Seymour Tecumseh Baumgartner vive in quell’infinito presente di indefinito stordimento, nel quale, suo malgrado, si è trovato catapultato con la morte, inaspettata e tranciante, di sua moglie Anna, dopo una vita assieme, di reciproche intese e concessioni, di un amore ideale, di un equilibrio di coppia, mai sfociato in una progenie.

Si ritrova a vivere un’esistenza ovattata dall’assenza di chi riempiva le sue giornate, ne cadenzava tempi e ritmi e che, ora, per un destino cinico, non c’è più. Il suo è un presente di frammenti passati, di ricordi, di abitudini che si attardano, pur non avendo più motivo di reiterarsi, di reviviscenze di suoni, gesti, immagini, percorsi. Ha cura di quel passato, perché è l’unica certezza che può riempirgli un presente vuoto e silenzioso; come la sua casa quando inserisce la chiave nella toppa; come le mattine, quando si sveglia, senza il ticchettio della macchina da scrivere di sua moglie, alla buonora a lavoro.

La vita, in fondo, è un po’ come guidare un’automobile, nella perspicace filosofia di S. T. Baumgartner: è tutta questione di non sbagliare svolte, evitare le buche, non correre troppo, non provocare collissioni, anche mortali. Un carosello di auto, di scelte, di incroci, di decisioni.

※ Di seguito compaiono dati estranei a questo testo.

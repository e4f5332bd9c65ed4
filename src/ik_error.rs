//! Error handling for problem construction and constraint evaluation

/// Unified error for malformed IK problem inputs and degenerate geometry.
///
/// Solver non-convergence is deliberately not represented here; it is a
/// termination status on the returned solution, not an error.
#[derive(Debug, Clone, PartialEq)]
pub enum IkError {
    /// The collision predicate was called with coincident segment endpoints.
    DegenerateSegment,
    /// A joint interval has its lower bound above its upper bound.
    InfeasibleBounds { joint: usize, lower: f64, upper: f64 },
    /// A joint vector or bounds sequence does not match the chain length.
    DimensionMismatch { expected: usize, found: usize },
    /// An obstacle was declared with a radius that is not strictly positive.
    NonPositiveRadius(f64),
    /// A link of the chain has a length that is not strictly positive.
    NonPositiveLinkLength { link: usize, length: f64 },
}

impl std::fmt::Display for IkError {
    fn fmt(&self, f: &mut std::fmt::Formatter) -> std::fmt::Result {
        match *self {
            IkError::DegenerateSegment =>
                write!(f, "Degenerate segment: endpoints coincide"),
            IkError::InfeasibleBounds { joint, lower, upper } =>
                write!(f, "Infeasible bounds for joint {}: lower {} > upper {}", joint, lower, upper),
            IkError::DimensionMismatch { expected, found } =>
                write!(f, "Dimension mismatch: expected {}, found {}", expected, found),
            IkError::NonPositiveRadius(radius) =>
                write!(f, "Obstacle radius must be positive, got {}", radius),
            IkError::NonPositiveLinkLength { link, length } =>
                write!(f, "Link {} must have positive length, got {}", link, length),
        }
    }
}

impl std::error::Error for IkError {}
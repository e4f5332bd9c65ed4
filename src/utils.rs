//! Helper functions

use crate::kinematic_traits::Joints;

/// Checks if all angles in the configuration are finite. Solutions coming
/// out of the solver already are; this is for caller-supplied input.
pub fn is_valid(qs: &[f64]) -> bool {
    qs.iter().all(|&q| q.is_finite())
}

/// Print joint values, converting radians to degrees.
#[allow(dead_code)]
pub fn dump_joints(joints: &[f64]) {
    let mut row_str = String::new();
    for &joint in joints {
        row_str.push_str(&format!("{:5.2} ", joint.to_degrees()));
    }
    println!("[{}]", row_str.trim_end());
}

/// Allows to specify joint values in degrees (converts to radians)
#[allow(dead_code)]
pub fn as_radians(degrees: &[i32]) -> Joints {
    degrees.iter().map(|&d| (d as f64).to_radians()).collect()
}
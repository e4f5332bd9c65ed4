//! Box bounds on the joint angles

use crate::ik_error::IkError;

/// Per-joint inclusive angle intervals, in radians.
///
/// Unlike wrap-around joint limits of industrial controllers, these are plain
/// boxes on the real line: that is what the quadratic subproblems of the
/// solver consume directly.
#[derive(Debug, Clone)]
pub struct Bounds {
    lower: Vec<f64>,
    upper: Vec<f64>,
}

impl Bounds {
    /// Creates bounds from parallel lower/upper sequences.
    ///
    /// Fails with [`IkError::DimensionMismatch`] when the sequences differ in
    /// length and with [`IkError::InfeasibleBounds`] when any interval is
    /// empty. Validation happens here, before any solver ever runs.
    pub fn new(lower: Vec<f64>, upper: Vec<f64>) -> Result<Self, IkError> {
        if lower.len() != upper.len() {
            return Err(IkError::DimensionMismatch {
                expected: lower.len(),
                found: upper.len(),
            });
        }
        for (joint, (&lo, &hi)) in lower.iter().zip(upper.iter()).enumerate() {
            if lo > hi {
                return Err(IkError::InfeasibleBounds {
                    joint,
                    lower: lo,
                    upper: hi,
                });
            }
        }
        Ok(Bounds { lower, upper })
    }

    /// Same interval `[-limit, limit]` for each of `dof` joints.
    pub fn symmetric(dof: usize, limit: f64) -> Result<Self, IkError> {
        Bounds::new(vec![-limit; dof], vec![limit; dof])
    }

    pub fn dof(&self) -> usize {
        self.lower.len()
    }

    pub fn lower(&self) -> &[f64] {
        &self.lower
    }

    pub fn upper(&self) -> &[f64] {
        &self.upper
    }

    /// True when every angle lies inside its interval, inclusive.
    pub fn compliant(&self, qs: &[f64]) -> bool {
        qs.len() == self.dof()
            && qs
                .iter()
                .zip(self.lower.iter().zip(self.upper.iter()))
                .all(|(&q, (&lo, &hi))| q >= lo && q <= hi)
    }

    /// Clamps each angle into its interval. Used to keep line-search trial
    /// points inside the box despite floating point drift.
    pub fn clamp(&self, qs: &mut [f64]) {
        for (q, (&lo, &hi)) in qs.iter_mut().zip(self.lower.iter().zip(self.upper.iter())) {
            *q = q.clamp(lo, hi);
        }
    }
}

#[cfg(test)]
mod tests {
    use super::*;
    use std::f64::consts::PI;

    #[test]
    fn test_compliant_inside() {
        let bounds = Bounds::symmetric(3, PI).unwrap();
        assert!(bounds.compliant(&[0.0, -3.0, 3.0]));
    }

    #[test]
    fn test_compliant_on_the_edge() {
        let bounds = Bounds::new(vec![-1.0, 0.0], vec![1.0, 2.0]).unwrap();
        assert!(bounds.compliant(&[-1.0, 2.0]));
    }

    #[test]
    fn test_not_compliant_outside() {
        let bounds = Bounds::symmetric(2, 1.0).unwrap();
        assert!(!bounds.compliant(&[0.0, 1.5]));
    }

    #[test]
    fn test_wrong_length_not_compliant() {
        let bounds = Bounds::symmetric(3, 1.0).unwrap();
        assert!(!bounds.compliant(&[0.0, 0.0]));
    }

    #[test]
    fn test_empty_interval_rejected() {
        let result = Bounds::new(vec![0.5], vec![-0.5]);
        assert_eq!(
            result.err(),
            Some(IkError::InfeasibleBounds {
                joint: 0,
                lower: 0.5,
                upper: -0.5
            })
        );
    }

    #[test]
    fn test_length_mismatch_rejected() {
        let result = Bounds::new(vec![0.0, 0.0], vec![1.0]);
        assert!(matches!(result, Err(IkError::DimensionMismatch { .. })));
    }

    #[test]
    fn test_clamp_pulls_into_box() {
        let bounds = Bounds::symmetric(2, 1.0).unwrap();
        let mut qs = [1.7, -2.0];
        bounds.clamp(&mut qs);
        assert!(bounds.compliant(&qs));
        assert_eq!(qs, [1.0, -1.0]);
    }
}
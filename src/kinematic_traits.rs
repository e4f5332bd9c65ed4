//! Defines the shared kinematic types and the trait boundary of the chain model

extern crate nalgebra as na;

use na::Vector3;

/// Joint configuration of the arm, one angle in radians per link.
/// The length is the degree-of-freedom count of the chain it is used with.
pub type Joints = Vec<f64>;

/// A position in task space, expressed in the base frame of the chain.
pub type TaskPoint = Vector3<f64>;

/// Forward kinematics of an open serial chain.
///
/// The solver, the constraint set and any presentation layer all obtain link
/// positions through this trait, so that nobody re-implements the chain math.
pub trait Kinematics {
    /// Number of links (and joints) of the chain.
    fn dof(&self) -> usize;

    /// Position of the end of the sub-chain spanned by the first `qs.len()`
    /// links. Passing the full configuration yields the end effector;
    /// passing a prefix yields the corresponding intermediate joint.
    ///
    /// Panics if `qs` is longer than the chain.
    fn forward(&self, qs: &[f64]) -> TaskPoint;

    /// Base position followed by the position of every joint, in link order.
    /// This is what a drawing or reporting layer should consume instead of
    /// recomputing transforms itself.
    fn link_points(&self, qs: &[f64]) -> Vec<TaskPoint>;
}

E per non inciampare sempre nella malinconia sarà soccorso dall’amata Moglie, dapprima in una apparizione onirica, e, in seguito, come musa ispiratrice di una giovane donna, studiosa, indipendente, cocciuta e tenace; quasi la figlia che non hanno mai avuto; il presente, che avrebbe potuto esserci e non c’è stato, tornato per sollevarlo dall’amato passato.